Monday beer links: Inside Trillium and Doom Bar, lots of history & even a listicle


Case Study: How Trillium (Temporarily?) Lost the Plot.
Jeff Alworth writes, “An industry insider texted me as all this was playing out and joked snarkily that Trillium had ‘been sideswiped by finding that craft beer fans drink the ‘craft beer movement’ Kool-Aid!’ If a brewery preaches an ethos that craft beer is different, that it is about community and connection, then it will be held to that standard.”

That’s one bottom line here. Another, outlined in detail, is that growth is intoxicating but new owners often are not prepared for the challenges. That’s why I’m surprised that none of the stories linked to why Massachusetts officials shut down the brewery for a month in 2014 when it was discovered Trilliam was operating without a license. At that time, fans were clearly on the side of the brewery.

Don’t Let Me Down – Failure of Equipment Manufacturers Puts Brewers in Disarray.
This must be the biggest non-industrial beer story of the year, right?


The beer cellar at Monticello
Missing Ingredients – The (Incomplete) Story of Thomas Jefferson’s Unsung Brewer.
Supplemental reading (a 2017 post at Fuggled):
The Brewers of Monticello.

In the first story linked, J. Nikol Jackson-Beckham cites Dr. Kelley Fanto Deetz, who describes the challenges of recovering lost histories as “constant frustration and occasional reward. Enslaved people’s stories are hidden in recipes, in the architecture, in letters, diaries, and financial records of their enslavers. Evidence of their talent and skills were consumed both literally and figuratively by the ones who enslaved them.”

Recipes are but one tool author Michael Twitty employs in The Cooking Gene, and they are made more powerful by the context he provides. In the introduction he writes, “We are unwitting inheritors of a story with many sins that bears the fruit of the possibility of ten times the redemption. One way is through reconnection with the culinary culture of the enslaved, our common ancestors, and restoring their names on the roots of the Southern tree and the table those roots support.”

There is a beer connection the 2018 James Beard Awards’ Book of the Year winner, if you need one. In “Chapter 15: Shake “Dem ‘Simmons Down” Twitty provides a recipe for, Red Straw Persimmon Beer. He writes, “In the contemporary food scene, the world of foraging has, by default, become predominantly middle-class and white. I remember a childhood full of stranger squinting, wincing, and squealing, ‘Ugh, don’t touch that, you don’t know what that is!’ But I did know because my grandparents and my father taught me about senna, rabbit tobacco and poke salad, honey locust and my personal favorite, the persimmon.”

Juneteenth at the Atlanta History Museum this year included a talk and cooking demonstration by Twitty. He is even more engaging in person than print, mixing long stories with short tweetable sentences. For instance, “Food is reality.”

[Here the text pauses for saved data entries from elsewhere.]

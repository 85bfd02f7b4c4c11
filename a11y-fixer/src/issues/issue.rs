//! Issue references and their normalized form.

use super::{IssueError, IssueState};
use serde::{Deserialize, Serialize};
use std::fmt;
use url::Url;

/// A repository identified by `owner/name`.
#[derive(Debug, Clone, PartialEq, Eq, Hash)]
pub struct RepoSlug {
    owner: String,
    name: String,
}

impl RepoSlug {
    /// Splits an `owner/name` slug.
    ///
    /// # Errors
    ///
    /// Returns [`IssueError::MalformedSlug`] when the slug has no `/`, an empty
    /// part, or more than two segments.
    pub fn parse(slug: &str) -> Result<Self, IssueError> {
        let malformed = || IssueError::MalformedSlug {
            slug: slug.to_string(),
        };

        let (owner, name) = slug.trim().split_once('/').ok_or_else(malformed)?;
        if owner.is_empty() || name.is_empty() || name.contains('/') {
            return Err(malformed());
        }

        Ok(Self {
            owner: owner.to_string(),
            name: name.to_string(),
        })
    }

    /// Repository owner (user or organization).
    pub fn owner(&self) -> &str {
        &self.owner
    }

    /// Repository name.
    pub fn name(&self) -> &str {
        &self.name
    }
}

impl fmt::Display for RepoSlug {
    fn fmt(&self, f: &mut fmt::Formatter<'_>) -> fmt::Result {
        write!(f, "{}/{}", self.owner, self.name)
    }
}

/// An issue as exchanged with the workflow harness.
#[derive(Debug, Clone, PartialEq, Eq, Serialize, Deserialize)]
#[serde(rename_all = "camelCase")]
pub struct IssueRef {
    /// Numeric issue id.
    pub id: u64,

    /// GraphQL node id.
    pub node_id: String,

    /// Issue URL (`https://github.com/{owner}/{repo}/issues/{number}`).
    pub url: String,

    /// Issue title.
    #[serde(default)]
    pub title: String,

    /// Lifecycle state, when known.
    #[serde(default, skip_serializing_if = "Option::is_none")]
    pub state: Option<IssueState>,

    /// Repository slug; derived from `url` when absent.
    #[serde(default, skip_serializing_if = "Option::is_none")]
    pub repository: Option<String>,

    /// Issue number; derived from `url` when absent.
    #[serde(default, skip_serializing_if = "Option::is_none")]
    pub number: Option<u64>,
}

/// Normalized, read-only view of an issue.
#[derive(Debug, Clone, PartialEq, Eq)]
pub struct Issue {
    id: u64,
    node_id: String,
    slug: RepoSlug,
    number: u64,
    url: String,
    state: Option<IssueState>,
}

impl Issue {
    /// Normalizes an [`IssueRef`] without any network access.
    ///
    /// # Errors
    ///
    /// Returns [`IssueError::MalformedSlug`] or [`IssueError::InvalidIssueUrl`]
    /// when the reference does not identify a repository and issue number.
    pub fn from_ref(issue: &IssueRef) -> Result<Self, IssueError> {
        let segments = url_segments(&issue.url);

        let slug = match issue.repository.as_deref() {
            Some(slug) => RepoSlug::parse(slug)?,
            None => match segments.as_slice() {
                [owner, name, ..] => RepoSlug::parse(&format!("{owner}/{name}"))?,
                _ => {
                    return Err(IssueError::InvalidIssueUrl {
                        url: issue.url.clone(),
                    })
                }
            },
        };

        let number = issue
            .number
            .or_else(|| match segments.as_slice() {
                [_, _, kind, number, ..] if kind == "issues" => number.parse().ok(),
                _ => None,
            })
            .ok_or_else(|| IssueError::InvalidIssueUrl {
                url: issue.url.clone(),
            })?;

        Ok(Self {
            id: issue.id,
            node_id: issue.node_id.clone(),
            slug,
            number,
            url: issue.url.clone(),
            state: issue.state,
        })
    }

    /// Numeric issue id.
    pub fn id(&self) -> u64 {
        self.id
    }

    /// GraphQL node id.
    pub fn node_id(&self) -> &str {
        &self.node_id
    }

    /// Owning repository.
    pub fn slug(&self) -> &RepoSlug {
        &self.slug
    }

    /// Repository owner.
    pub fn owner(&self) -> &str {
        self.slug.owner()
    }

    /// Repository name.
    pub fn repository(&self) -> &str {
        self.slug.name()
    }

    /// Issue number.
    pub fn number(&self) -> u64 {
        self.number
    }

    /// Issue URL.
    pub fn url(&self) -> &str {
        &self.url
    }

    /// Lifecycle state, when known.
    pub fn state(&self) -> Option<IssueState> {
        self.state
    }
}

impl fmt::Display for Issue {
    fn fmt(&self, f: &mut fmt::Formatter<'_>) -> fmt::Result {
        write!(f, "{}#{}", self.slug, self.number)
    }
}

fn url_segments(url: &str) -> Vec<String> {
    Url::parse(url)
        .ok()
        .and_then(|url| {
            url.path_segments()
                .map(|s| s.filter(|s| !s.is_empty()).map(str::to_string).collect())
        })
        .unwrap_or_default()
}

#[cfg(test)]
mod tests {
    use super::*;

    fn issue_ref(url: &str) -> IssueRef {
        IssueRef {
            id: 7,
            node_id: "I_kwDO".to_string(),
            url: url.to_string(),
            title: "Accessibility issue".to_string(),
            state: Some(IssueState::Open),
            repository: None,
            number: None,
        }
    }

    #[test]
    fn parses_slug() {
        let slug = RepoSlug::parse("acme/site").unwrap();

        assert_eq!(slug.owner(), "acme");
        assert_eq!(slug.name(), "site");
        assert_eq!(slug.to_string(), "acme/site");
    }

    #[test]
    fn rejects_malformed_slugs() {
        for slug in ["acme", "/site", "acme/", "acme/site/extra", ""] {
            assert!(
                matches!(RepoSlug::parse(slug), Err(IssueError::MalformedSlug { .. })),
                "{slug} should be rejected"
            );
        }
    }

    #[test]
    fn normalizes_from_url() {
        let issue = Issue::from_ref(&issue_ref("https://github.com/acme/site/issues/42")).unwrap();

        assert_eq!(issue.owner(), "acme");
        assert_eq!(issue.repository(), "site");
        assert_eq!(issue.number(), 42);
        assert_eq!(issue.node_id(), "I_kwDO");
        assert_eq!(issue.id(), 7);
        assert_eq!(issue.state(), Some(IssueState::Open));
        assert_eq!(issue.to_string(), "acme/site#42");
    }

    #[test]
    fn explicit_fields_take_precedence() {
        let mut reference = issue_ref("https://github.com/other/place/issues/1");
        reference.repository = Some("acme/site".to_string());
        reference.number = Some(42);

        let issue = Issue::from_ref(&reference).unwrap();

        assert_eq!(issue.to_string(), "acme/site#42");
    }

    #[test]
    fn slug_without_separator_fails() {
        let mut reference = issue_ref("https://github.com/acme/site/issues/42");
        reference.repository = Some("acme-site".to_string());

        assert!(matches!(
            Issue::from_ref(&reference),
            Err(IssueError::MalformedSlug { .. })
        ));
    }

    #[test]
    fn missing_number_fails() {
        let result = Issue::from_ref(&issue_ref("https://github.com/acme/site/pull/42"));

        assert!(matches!(result, Err(IssueError::InvalidIssueUrl { .. })));
    }

    #[test]
    fn deserializes_harness_json() {
        let json = r#"{"id":1,"nodeId":"I_1","url":"https://github.com/acme/site/issues/3","title":"t","state":"reopened"}"#;

        let reference: IssueRef = serde_json::from_str(json).unwrap();

        assert_eq!(reference.node_id, "I_1");
        assert_eq!(reference.state, Some(IssueState::Reopened));
        assert_eq!(
            serde_json::to_string(&reference).unwrap(),
            json
        );
    }
}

I might add that beer is food.

A Fluid History of Wisconsin Breweries.
Water and wastewater.

And from Twitter


The Secrets of Doom Bar’s Success.
During the recent MLS finals at Mercedes Benz Stadium we walked past the Blue Moon bar with friends and one said, “I don’t think it is as good since Coors bought it.” I gently explained that Coors always owned the brand, and how the guy who developed it had moved on and started his own company producing THC-infused non-alcoholic beers. That took the conversation in another direction and to Sweetwater 420 Strain G13 IPA, which he found much more interesting.

Blue Moon Belgian White (first called Bellyslide Belgian White) launched in 1995, the same year as Doom Bar. The similarities of how each because ubiquitous are not surprising, nor are the misconceptions (or at least differing opinions about quality). Like Martyn Cornell’s essay about pubs and bars linked to last week the difference between UK and US beer cultures is on display. Lots to think about here.

The Best and Worst of the Beers of 2018.
A listicle compiling listicles. Would I be pointing to it if Don Russell had not treated my contribution to Craft Beer & Brewing more kindly than he treats Vinepair? Perhaps not. But The Top 10 Reasons Vinepair’s Top 50 List Blows made me laugh.

My own golden pints.
Alan McLeod throws down the gauntlet, challenging other bloggers to participate. It is a fine idea, but because I’ve already compiled a list of a different sort for Craft Beer & Brewing (see directly above) I will be passing.

Shaken not stirred: James Bond had a severe chronic alcohol product.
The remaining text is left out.